When executing, services and assemblies are deployed onto devices. For giving a service access to other services on the device with which it may cooperate, and to device-common middleware managers, the PalCom infrastructure contains a device framework. The device framework provides points for initialization and termination of services and managers on a device.
The device framework is written in Java, compatible with Pal-J,
which means that it can execute on both the Pal-VM and the
JVM. There is a class AbstractDevice,
which is subclassed for implementing a concrete PalCom device. An
example:
class MyDevice extends AbstractDevice {
protected void initDevice() {
MyService service = new MyService(context);
context.addService(service);
service.start();
}
}
References to managers and services on the device are provided in a
DeviceContext object. In the
initDevice method above, a service is created, added to
the device context, and started. The initDevice method
is called by the framework for initializing a device.

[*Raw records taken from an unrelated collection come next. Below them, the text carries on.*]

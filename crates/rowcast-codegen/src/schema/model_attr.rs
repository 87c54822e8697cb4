use super::ErrorSet;

#[derive(Debug, Default)]
pub(crate) struct ModelAttr {
    /// Optional table name to map the model to
    pub(crate) table: Option<syn::LitStr>,

    /// Type rows are hydrated through, `#[builder(Type)]`
    pub(crate) builder: Option<syn::Type>,
}

impl ModelAttr {
    pub(super) fn populate_from_ast(&mut self, attrs: &[syn::Attribute]) -> syn::Result<()> {
        let mut errs = ErrorSet::new();

        for attr in attrs {
            if attr.path().is_ident("table") {
                if self.table.is_some() {
                    errs.push(syn::Error::new_spanned(attr, "duplicate #[table] attribute"));
                    continue;
                }

                match table_name(attr) {
                    Ok(lit) => self.table = Some(lit),
                    Err(err) => errs.push(err),
                }
            } else if attr.path().is_ident("builder") {
                if self.builder.is_some() {
                    errs.push(syn::Error::new_spanned(
                        attr,
                        "duplicate #[builder] attribute",
                    ));
                    continue;
                }

                match attr.parse_args() {
                    Ok(ty) => self.builder = Some(ty),
                    Err(err) => errs.push(err),
                }
            }
        }

        match errs.collect() {
            Some(err) => Err(err),
            None => Ok(()),
        }
    }
}

fn table_name(attr: &syn::Attribute) -> syn::Result<syn::LitStr> {
    let expected = || syn::Error::new_spanned(attr, "expected `table = \"table_name\"`");

    let syn::Meta::NameValue(meta) = &attr.meta else {
        return Err(expected());
    };

    let syn::Expr::Lit(lit) = &meta.value else {
        return Err(expected());
    };

    let syn::Lit::Str(lit) = &lit.lit else {
        return Err(expected());
    };

    if lit.value().is_empty() {
        return Err(syn::Error::new_spanned(lit, "table name must not be empty"));
    }

    Ok(lit.clone())
}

In a main method, or a similar entry point of code
running on the device, an AbstractDevice
object is created and its run method is called:
public static void main(String[] args) {
new MyDevice().run();
}
The run method starts a PalcomScheduler and schedules the device's
managers and services in PalcomThreads. When all threads have run
to completion (which means that the device shuts down in a
controlled way), the run method returns.
For communication with the hardware on a device, there is an
interface DeviceIO, which supports
event-based communication with lower-level processes such as
interrupt routines.
The device framework is connected to the service framework
in ist.palcom.services. See ist.palcom.services.echo
for an example of the usage of the device and service frameworks,
with figures illustrating the relations between the classes, and
with explanations of what methods need to be overridden etc.